* **MATERIAL FOR THE TASK**

▼

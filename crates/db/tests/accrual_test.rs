//! Budget accrual integration tests.
//!
//! Exercises the full create / confirm / unconfirm / delete flow against the
//! repositories and verifies `spent_amount` is recomputed, never drifted.

mod common;

use common::{date, setup_fixture};
use maktab_core::budget::PeriodKey;
use maktab_core::transfer::TransferStatus;
use maktab_db::repositories::{BudgetRepository, CreateBudgetInput, TransferRepository};
use maktab_db::repositories::transfer::TransferRepositoryError;
use rust_decimal::Decimal;
use rust_decimal_macros::dec;
use uuid::Uuid;

const MARCH_2025: PeriodKey = PeriodKey::Monthly {
    year: 2025,
    month: 3,
};

async fn spent(budgets: &BudgetRepository, budget_id: Uuid) -> Decimal {
    budgets
        .get_budget(budget_id)
        .await
        .expect("budget exists")
        .spent_amount
}

#[tokio::test]
async fn test_end_to_end_accrual_scenario() {
    let fixture = setup_fixture().await;
    let budgets = BudgetRepository::new(fixture.db.clone());
    let transfers = TransferRepository::new(fixture.db.clone());

    let budget = budgets
        .create_budget(CreateBudgetInput {
            branch_id: fixture.herat,
            period: MARCH_2025,
            allocated_amount: dec!(1000),
            currency: "AFN".to_string(),
            notes: None,
        })
        .await
        .expect("create budget");
    assert_eq!(budget.spent_amount, Decimal::ZERO);

    // Pending transfer does not touch the budget.
    let first = transfers
        .create(
            fixture.transfer_to_herat(dec!(300), date(2025, 3, 15), TransferStatus::Pending),
            None,
        )
        .await
        .expect("create transfer");
    assert_eq!(spent(&budgets, budget.id).await, Decimal::ZERO);

    // Confirming it accrues 300.
    transfers
        .set_status(first.id, TransferStatus::Confirmed)
        .await
        .expect("confirm");
    assert_eq!(spent(&budgets, budget.id).await, dec!(300));

    // A transfer born confirmed accrues immediately.
    let second = transfers
        .create(
            fixture.transfer_to_herat(dec!(200), date(2025, 3, 20), TransferStatus::Confirmed),
            None,
        )
        .await
        .expect("create confirmed transfer");
    assert_eq!(spent(&budgets, budget.id).await, dec!(500));

    // Deleting the first reverses its effect.
    transfers.delete(first.id).await.expect("delete");
    assert_eq!(spent(&budgets, budget.id).await, dec!(200));

    // And deleting the second drains the bucket.
    transfers.delete(second.id).await.expect("delete");
    assert_eq!(spent(&budgets, budget.id).await, Decimal::ZERO);
}

#[tokio::test]
async fn test_toggle_round_trip_leaves_spend_unchanged() {
    let fixture = setup_fixture().await;
    let budgets = BudgetRepository::new(fixture.db.clone());
    let transfers = TransferRepository::new(fixture.db.clone());

    let budget = budgets
        .create_budget(CreateBudgetInput {
            branch_id: fixture.herat,
            period: MARCH_2025,
            allocated_amount: dec!(1000),
            currency: "AFN".to_string(),
            notes: None,
        })
        .await
        .expect("create budget");

    transfers
        .create(
            fixture.transfer_to_herat(dec!(150), date(2025, 3, 2), TransferStatus::Confirmed),
            None,
        )
        .await
        .expect("baseline transfer");
    let baseline = spent(&budgets, budget.id).await;

    let toggled = transfers
        .create(
            fixture.transfer_to_herat(dec!(400), date(2025, 3, 10), TransferStatus::Pending),
            None,
        )
        .await
        .expect("toggled transfer");

    transfers
        .set_status(toggled.id, TransferStatus::Confirmed)
        .await
        .expect("confirm");
    assert_eq!(spent(&budgets, budget.id).await, baseline + dec!(400));

    transfers
        .set_status(toggled.id, TransferStatus::Pending)
        .await
        .expect("revert");
    assert_eq!(spent(&budgets, budget.id).await, baseline);
}

#[tokio::test]
async fn test_same_status_is_idempotent() {
    let fixture = setup_fixture().await;
    let budgets = BudgetRepository::new(fixture.db.clone());
    let transfers = TransferRepository::new(fixture.db.clone());

    let budget = budgets
        .create_budget(CreateBudgetInput {
            branch_id: fixture.herat,
            period: MARCH_2025,
            allocated_amount: dec!(1000),
            currency: "AFN".to_string(),
            notes: None,
        })
        .await
        .expect("create budget");

    let transfer = transfers
        .create(
            fixture.transfer_to_herat(dec!(300), date(2025, 3, 15), TransferStatus::Confirmed),
            None,
        )
        .await
        .expect("create transfer");

    // Re-confirming an already confirmed transfer changes nothing.
    transfers
        .set_status(transfer.id, TransferStatus::Confirmed)
        .await
        .expect("re-confirm is a no-op");
    assert_eq!(spent(&budgets, budget.id).await, dec!(300));
}

#[tokio::test]
async fn test_cancellation_not_reachable_via_toggle() {
    let fixture = setup_fixture().await;
    let transfers = TransferRepository::new(fixture.db.clone());

    let transfer = transfers
        .create(
            fixture.transfer_to_herat(dec!(300), date(2025, 3, 15), TransferStatus::Pending),
            None,
        )
        .await
        .expect("create transfer");

    let result = transfers
        .set_status(transfer.id, TransferStatus::Cancelled)
        .await;
    assert!(matches!(
        result,
        Err(TransferRepositoryError::Invalid(_))
    ));
}

#[tokio::test]
async fn test_budget_created_after_transfers_backfills_spend() {
    let fixture = setup_fixture().await;
    let budgets = BudgetRepository::new(fixture.db.clone());
    let transfers = TransferRepository::new(fixture.db.clone());

    // Confirmed transfers exist before any budget row; their amounts are
    // invisible until a budget is created for the bucket.
    transfers
        .create(
            fixture.transfer_to_herat(dec!(250), date(2025, 3, 5), TransferStatus::Confirmed),
            None,
        )
        .await
        .expect("create transfer without budget");

    let budget = budgets
        .create_budget(CreateBudgetInput {
            branch_id: fixture.herat,
            period: MARCH_2025,
            allocated_amount: dec!(500),
            currency: "AFN".to_string(),
            notes: None,
        })
        .await
        .expect("create budget");

    // Creation runs the first recompute, so pre-existing spend appears.
    assert_eq!(budget.spent_amount, dec!(250));
}

#[tokio::test]
async fn test_yearly_bucket_accrues_alongside_monthly() {
    let fixture = setup_fixture().await;
    let budgets = BudgetRepository::new(fixture.db.clone());
    let transfers = TransferRepository::new(fixture.db.clone());

    let monthly = budgets
        .create_budget(CreateBudgetInput {
            branch_id: fixture.herat,
            period: MARCH_2025,
            allocated_amount: dec!(1000),
            currency: "AFN".to_string(),
            notes: None,
        })
        .await
        .expect("monthly budget");
    let yearly = budgets
        .create_budget(CreateBudgetInput {
            branch_id: fixture.herat,
            period: PeriodKey::Yearly { year: 2025 },
            allocated_amount: dec!(12000),
            currency: "AFN".to_string(),
            notes: None,
        })
        .await
        .expect("yearly budget");

    transfers
        .create(
            fixture.transfer_to_herat(dec!(300), date(2025, 3, 15), TransferStatus::Confirmed),
            None,
        )
        .await
        .expect("march transfer");
    transfers
        .create(
            fixture.transfer_to_herat(dec!(100), date(2025, 7, 1), TransferStatus::Confirmed),
            None,
        )
        .await
        .expect("july transfer");

    // The monthly bucket only sees March; the yearly bucket sees both.
    assert_eq!(spent(&budgets, monthly.id).await, dec!(300));
    assert_eq!(spent(&budgets, yearly.id).await, dec!(400));
}

#[tokio::test]
async fn test_currency_mismatch_does_not_accrue() {
    let fixture = setup_fixture().await;
    let budgets = BudgetRepository::new(fixture.db.clone());
    let transfers = TransferRepository::new(fixture.db.clone());

    let budget = budgets
        .create_budget(CreateBudgetInput {
            branch_id: fixture.herat,
            period: MARCH_2025,
            allocated_amount: dec!(1000),
            currency: "AFN".to_string(),
            notes: None,
        })
        .await
        .expect("create budget");

    let mut usd = fixture.transfer_to_herat(dec!(75), date(2025, 3, 10), TransferStatus::Confirmed);
    usd.currency = "USD".to_string();
    transfers.create(usd, None).await.expect("usd transfer");

    assert_eq!(spent(&budgets, budget.id).await, Decimal::ZERO);
}

#[tokio::test]
async fn test_recompute_without_budget_row_is_noop() {
    let fixture = setup_fixture().await;
    let budgets = BudgetRepository::new(fixture.db.clone());
    let transfers = TransferRepository::new(fixture.db.clone());

    // No budget exists for Herat; confirming must not fail.
    let transfer = transfers
        .create(
            fixture.transfer_to_herat(dec!(300), date(2025, 3, 15), TransferStatus::Pending),
            None,
        )
        .await
        .expect("create transfer");
    transfers
        .set_status(transfer.id, TransferStatus::Confirmed)
        .await
        .expect("confirm without budget");

    let result = budgets
        .recompute_spent(fixture.herat, &MARCH_2025, "AFN")
        .await
        .expect("recompute");
    assert!(result.is_none());
}

#[tokio::test]
async fn test_duplicate_budget_rejected() {
    let fixture = setup_fixture().await;
    let budgets = BudgetRepository::new(fixture.db.clone());

    let input = CreateBudgetInput {
        branch_id: fixture.herat,
        period: MARCH_2025,
        allocated_amount: dec!(1000),
        currency: "AFN".to_string(),
        notes: None,
    };

    budgets
        .create_budget(input.clone())
        .await
        .expect("first budget");
    let result = budgets.create_budget(input).await;
    assert!(matches!(
        result,
        Err(maktab_db::repositories::BudgetError::Duplicate)
    ));
}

▲

* **PROBLEM DETAILS**
Look through the entries above and list every line containing "toggled".

* **EXPECTED OUTPUT**
    let toggled = transfers
        .expect("toggled transfer");
        .set_status(toggled.id, TransferStatus::Confirmed)
        .set_status(toggled.id, TransferStatus::Pending)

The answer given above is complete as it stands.